The Susan Wood Archive

One of the things about winning Hugos is that you become part of history. I didn’t manage the honor of ending Dave Langford’s record-breaking winning streak, but I had lots of reasons for wanting to win Best Fan Writer. One of those reasons was that only one other woman had ever won that Hugo. In 1974, 1977 (tie) and 1981 it was won by a Canadian called Susan Wood.

Who? Well, I didn’t have much idea. Susan died in 1980, several years before I attended my first convention. Until recently I had never even read anything she had written, and I wanted to know more about the person in whose footsteps I was following. However, as many of you will know, I’m not big on fan history. I rely on other people to do that, and thankfully they do. Gary Farber has been quietly working on getting Susan’s work online for some time now, and Taral Wayne has recently done the necessary scanning and uploading. You can now go to efanzines.com and read “A Room of Her Own”, the Susan Wood archive.

The archive consists of all five issues of Susan’s personal fanzine, Aspidistra, plus a Best Of Susan Wood compilation of her writing for other magazines, edited by Jerry Kaufman. I haven’t had a chance to read it all yet, but I have dipped into it. Susan it appears, was an ardent feminist and environmentalist. It also sounds like she had huge amounts of energy and was a lot of fun. Her Torcon 2 report, which is in Best Of and is titled “Will Somebody Please Tell Bruce Gillespie I really am Sane Sometimes” is very funny. Sadly I get the impression that Bruce really was traumatized by his visit to Torcon 2, but I’m sure Susan wasn’t entirely to blame.

The zines were all mimeo, and scanning them doesn’t help the quality much, but they are all very readable. Susan Wood was an excellent writer, and I’m proud to follow in her footsteps.

5 thoughts on “The Susan Wood Archive

  1. Gosh, that was a blast from the past. How many decades has it been, since I saw a copy of Aspidistra? All evoking The Silent Spring in my mind to boot.

    Thanks! 🙂

  2. “You can now go to efanzines.com and read “A Room of Her Own”, the Susan Wood archive.”

    Or go here for Aspidistra or here for Best Of Susan Wood, as I blogged about here, but haven’t yet had a chance to blog more about Susan and context.
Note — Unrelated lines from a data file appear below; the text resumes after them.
//! winecell - Entry Point

use std::process::ExitCode;

use clap::{ArgGroup, Parser};
use tracing::{Level, debug, warn};
use tracing_subscriber::{EnvFilter, fmt};

use winecell::display::{Geometry, X11Mode};
use winecell::sandbox::{BindSpec, HostContext, LaunchConfig};
use winecell::system::CancelToken;
use winecell::{error, launcher};

/// Run Windows programs under Wine inside a bubblewrap sandbox.
///
/// Everything is denied unless granted: no network, no sound, no X11, an
/// empty ~/.wine on tmpfs.
#[derive(Parser, Debug)]
#[command(author, version, about, long_about = None)]
#[command(group(ArgGroup::new("x11_mode").multiple(false)))]
struct Args {
    /// Command to run
    #[arg(value_name = "PROGRAM", required_unless_present = "configure")]
    program: Option<String>,

    /// Arguments to pass to PROGRAM
    #[arg(value_name = "ARG", trailing_var_arg = true, allow_hyphen_values = true)]
    args: Vec<String>,

    /// Enable nested X11 using the first available of nxagent, Xephyr, Xnest
    #[arg(long, group = "x11_mode")]
    x11: bool,

    /// Enable nested X11 using X2Go nxagent
    #[arg(long, group = "x11_mode")]
    nxagent: bool,

    /// Enable nested X11 using Xephyr
    #[arg(long, group = "x11_mode")]
    xephyr: bool,

    /// Enable nested X11 using Xnest
    #[arg(long, group = "x11_mode")]
    xnest: bool,

    /// Enable nested X11 using xpra (experimental)
    #[arg(long, group = "x11_mode")]
    xpra: bool,

    /// Enable nested X11 using Xvfb (invisible)
    #[arg(long, group = "x11_mode")]
    xvfb: bool,

    /// Enable the host X11 display (DANGEROUS: no isolation from other clients)
    #[arg(long = "host-x11-danger-danger", group = "x11_mode")]
    host_x11: bool,

    /// Screen geometry of nested displays
    #[arg(long, value_name = "WxH", default_value = "1024x768")]
    geometry: Geometry,

    /// Enable networking
    #[arg(long)]
    network: bool,

    /// Enable sound through PulseAudio
    #[arg(long)]
    pulseaudio: bool,

    /// Use PATH for ~/.wine (default: empty tmpfs)
    #[arg(long, value_name = "PATH:{ro,rw}")]
    dotwine: Option<BindSpec>,

    /// Bind-mount PATH at the same location inside the sandbox (repeatable)
    #[arg(long = "pass", value_name = "PATH:{ro,rw}")]
    pass: Vec<BindSpec>,

    /// Run winecfg before PROGRAM (default: as needed)
    #[arg(long)]
    configure: bool,

    /// Run PROGRAM directly instead of through wine
    #[arg(long)]
    no_wine: bool,

    /// Run PROGRAM a second time if it fails
    #[arg(long)]
    retry: bool,

    /// Do not relay through a pseudo-terminal
    #[arg(long)]
    no_pty: bool,

    /// Enable verbose logging
    #[arg(short, long, default_value = "false")]
    verbose: bool,
}

impl Args {
    fn x11_mode(&self) -> X11Mode {
        [
            (self.x11, X11Mode::Auto),
            (self.nxagent, X11Mode::Nxagent),
            (self.xephyr, X11Mode::Xephyr),
            (self.xnest, X11Mode::Xnest),
            (self.xpra, X11Mode::Xpra),
            (self.xvfb, X11Mode::Xvfb),
            (self.host_x11, X11Mode::Host),
        ]
        .into_iter()
        .find_map(|(selected, mode)| selected.then_some(mode))
        .unwrap_or(X11Mode::None)
    }

    fn into_config(self) -> LaunchConfig {
        let x11 = self.x11_mode();
        LaunchConfig {
            program: self.program,
            args: self.args,
            x11,
            geometry: self.geometry,
            network: self.network,
            pulseaudio: self.pulseaudio,
            dotwine: self.dotwine,
            extra_binds: self.pass,
            configure: self.configure,
            with_wine: !self.no_wine,
            retry: self.retry,
            pty: !self.no_pty,
        }
    }
}

fn main() -> ExitCode {
    let args = Args::parse();

    // Logs and the command transcript go to stderr; stdout belongs to PROGRAM.
    let filter = if args.verbose {
        EnvFilter::from_default_env().add_directive(Level::DEBUG.into())
    } else {
        EnvFilter::from_default_env().add_directive(Level::INFO.into())
    };

    fmt()
        .with_env_filter(filter)
        .with_writer(std::io::stderr)
        .with_target(false)
        .init();

    debug!("winecell v{}", env!("CARGO_PKG_VERSION"));

    let cancel = CancelToken::new();
    if let Err(e) = cancel.install_interrupt_handler() {
        warn!(error = %e, "Failed to install interrupt handler");
    }

    let config = args.into_config();
    let ctx = HostContext::from_process();

    let code = match launcher::run(&config, &ctx, &cancel) {
        Ok(code) => code,
        Err(e) => {
            let code = e.exit_code();
            eprintln!("{:?}", miette::Report::new(e));
            code
        }
    };

    ExitCode::from(u8::try_from(code).unwrap_or(error::EXIT_FAILURE as u8))
}

#[cfg(test)]
mod tests {
    use super::*;
    use clap::CommandFactory;

    #[test]
    fn test_cli_is_consistent() {
        Args::command().debug_assert();
    }

    #[test]
    fn test_defaults() {
        let config = Args::parse_from(["winecell", "notepad.exe"]).into_config();
        assert_eq!(config.program.as_deref(), Some("notepad.exe"));
        assert_eq!(config.x11, X11Mode::None);
        assert!(config.with_wine);
        assert!(config.pty);
        assert_eq!(config.geometry, Geometry::default());
    }

    #[test]
    fn test_program_arguments_keep_hyphens() {
        let config =
            Args::parse_from(["winecell", "--network", "app.exe", "/S", "--silent"]).into_config();
        assert!(config.network);
        assert_eq!(config.args, vec!["/S", "--silent"]);
    }

    #[test]
    fn test_x11_flags_are_exclusive() {
        let result = Args::try_parse_from(["winecell", "--xephyr", "--xnest", "app.exe"]);
        assert!(result.is_err());

        let config = Args::parse_from(["winecell", "--xpra", "app.exe"]).into_config();
        assert_eq!(config.x11, X11Mode::Xpra);
    }

    #[test]
    fn test_program_optional_with_configure() {
        assert!(Args::try_parse_from(["winecell"]).is_err());

        let config = Args::parse_from(["winecell", "--configure", "--x11"]).into_config();
        assert!(config.program.is_none());
        assert!(config.configure);
        assert_eq!(config.x11, X11Mode::Auto);
    }

    #[test]
    fn test_bind_specs() {
        let config = Args::parse_from([
            "winecell",
            "--dotwine",
            "/tmp/prefix:rw",
            "--pass",
            "/srv/a:ro",
            "--pass",
            "/srv/b:rw",
            "app.exe",
        ])
        .into_config();
        assert_eq!(config.extra_binds.len(), 2);
        assert_eq!(
            config.dotwine.map(|spec| spec.to_string()),
            Some("/tmp/prefix:rw".to_string())
        );

        assert!(Args::try_parse_from(["winecell", "--pass", "/srv/a", "app.exe"]).is_err());
    }
}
    A problem with that is where to stop. Meanwhile, I’ve put up a lot of relevant links here, which should be globally readable to anyone and everyone, no matter that they’re not a member of Facebook. Please see compilation of links on that page for more info on Susan.

    With more to come, of course. I only did this a few hours ago.

  3. To be clear: the Facebook page is an archive: the efanzines page — while not at all to be deprecated! — is simply one page where _Aspidistra_ and _Best of Susan Wood_ can be found; more info about Susan won’t be added to the efanzines pages, and isn’t where people should go to look for it.

    And see, specifically, this links page

  4. You might find particularly worthwhile, starting on Page 55 of Best of Susan Wood, her Aussiecon (1975) report, “Propeller Beanie,” which also talks a lot about the GOH, Ursula Le Guin, whose book of essays, The Language Of The Night Susan went on to compile, edit, and see published, which has been through a number of editions and publisher.

    (See links at Facebook page for more info on that, and how to obtain copies.)

    On page 61, “Tidepool” begins, one of Susan’s fannish accounts of being one of the early University professors first teaching sf.

    The fanzine she refers to that she did, Genre Plat, she co-edited for a couple of years with Allyn Cadogan, then of San Francisco, and with a third fan, a longtime fan, who had gafiated for a number of years and recently become active again in the mid-Seventies; first in Toronto, then in Vancouver.

    His name was and is “William Gibson,” aka “Bill Gibson,” and he later sold some science fiction. You may have heard of him.

    What might most interest you is the article beginning on page 68: “People’s Programming.”

    Susan founded feminist sf fandom in that article.

    It’s that simple. Go read it.

    That’s the piece that should first be put into text, HTML, form.